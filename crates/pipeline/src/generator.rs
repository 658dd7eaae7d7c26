//! The promo video assembly pipeline.

use std::path::Path;
use std::sync::Arc;
use std::time::Instant;

use bytes::Bytes;
use promo_core::artifact::PromoArtifact;
use promo_core::composition::{
    speech_file_name, CompositionPlan, FontSet, PlanInputs, MASCOT_FILE,
};
use promo_core::generation::GenerationError;
use promo_core::mascot::MascotImage;
use promo_core::naming::promo_filename;
use promo_core::request::PromoRequest;
use promo_core::video::mascot_target_width;
use promo_tts::{SpeechSynthesizer, TtsError};

use crate::toolkit::MediaToolkit;

/// Turns a validated [`PromoRequest`] into a 15-second vertical MP4.
///
/// Cheap to clone; collaborators are shared behind `Arc`.
#[derive(Clone)]
pub struct PromoGenerator {
    synthesizer: Arc<dyn SpeechSynthesizer>,
    toolkit: Arc<dyn MediaToolkit>,
    fonts: FontSet,
}

impl PromoGenerator {
    pub fn new(
        synthesizer: Arc<dyn SpeechSynthesizer>,
        toolkit: Arc<dyn MediaToolkit>,
        fonts: FontSet,
    ) -> Self {
        Self {
            synthesizer,
            toolkit,
            fonts,
        }
    }

    /// Name of the configured speech synthesizer.
    pub fn synthesizer_name(&self) -> &'static str {
        self.synthesizer.name()
    }

    /// Run the whole pipeline.
    ///
    /// Intermediate files live in a scratch directory that is removed on
    /// every exit path; the finished video is returned as in-memory bytes.
    /// Preconditions are re-checked here, so nothing is synthesized or
    /// encoded for a request without a mascot or script.
    pub async fn generate(
        &self,
        request: &PromoRequest,
        mascot: MascotImage,
    ) -> Result<PromoArtifact, GenerationError> {
        request.check_preconditions()?;

        let started = Instant::now();
        tracing::info!(
            test_type = ?request.test_type,
            language = ?request.language,
            script_chars = request.script.chars().count(),
            "Generating promo video"
        );

        let scratch = tempfile::Builder::new()
            .prefix("promo-")
            .tempdir()
            .map_err(GenerationError::assembly)?;
        let dir = scratch.path();

        // Step 1: mascot layer.
        let layer_path = dir.join(MASCOT_FILE);
        let mascot_size = tokio::task::spawn_blocking(move || {
            mascot.write_layer(&layer_path, mascot_target_width())
        })
        .await
        .map_err(GenerationError::assembly)?
        .map_err(GenerationError::assembly)?;

        // Step 2: speech.
        let speech = self
            .synthesizer
            .synthesize(&request.script, request.language)
            .await
            .map_err(synthesis_error)?;
        let speech_extension = speech.format.extension();
        let speech_path = dir.join(speech_file_name(speech_extension));
        tokio::fs::write(&speech_path, &speech.audio)
            .await
            .map_err(GenerationError::assembly)?;

        let speech_duration_secs = self
            .toolkit
            .probe_duration(&speech_path)
            .await
            .map_err(GenerationError::assembly)?;
        if speech_duration_secs <= 0.0 {
            return Err(GenerationError::AssemblyFailed(
                "synthesized speech has no duration".into(),
            ));
        }

        // Step 3: layout.
        let plan = CompositionPlan::build(PlanInputs {
            scratch_dir: dir,
            mascot_size,
            speech_duration_secs,
            speech_extension,
            script: &request.script,
            styling: &request.styling,
            fonts: &self.fonts,
        });
        write_text(&plan.header.text_file, &plan.header.text).await?;
        write_text(&plan.caption.text_file, &plan.caption.text).await?;

        // Step 4: encode and verify.
        self.toolkit
            .render(&plan)
            .await
            .map_err(GenerationError::assembly)?;

        let metadata = self
            .toolkit
            .inspect(&plan.output)
            .await
            .map_err(GenerationError::assembly)?;
        metadata
            .check_promo_format()
            .map_err(GenerationError::assembly)?;

        let bytes = tokio::fs::read(&plan.output)
            .await
            .map_err(GenerationError::assembly)?;

        tracing::info!(
            size_bytes = bytes.len(),
            speech_duration_secs,
            elapsed_ms = started.elapsed().as_millis() as u64,
            "Promo video generated"
        );

        Ok(PromoArtifact {
            bytes: Bytes::from(bytes),
            file_name: promo_filename(request.test_type),
            test_type: request.test_type,
            language: request.language,
            audio_mood: request.audio_mood,
            animation: request.styling.animation,
            speech_duration_secs,
            metadata,
            created_at: chrono::Utc::now(),
        })
    }
}

fn synthesis_error(err: TtsError) -> GenerationError {
    if err.is_unavailable() {
        tracing::warn!(error = %err, "Speech synthesis unavailable");
        GenerationError::SynthesisUnavailable(err.to_string())
    } else {
        GenerationError::assembly(err)
    }
}

async fn write_text(path: &Path, text: &str) -> Result<(), GenerationError> {
    tokio::fs::write(path, text)
        .await
        .map_err(GenerationError::assembly)
}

○ ○ ○ ○

▶ _Work item_
Return, from the data, each line where the string "async" occurs.

▶ _Output of the task_
    pub async fn generate(
async fn write_text(path: &Path, text: &str) -> Result<(), GenerationError> {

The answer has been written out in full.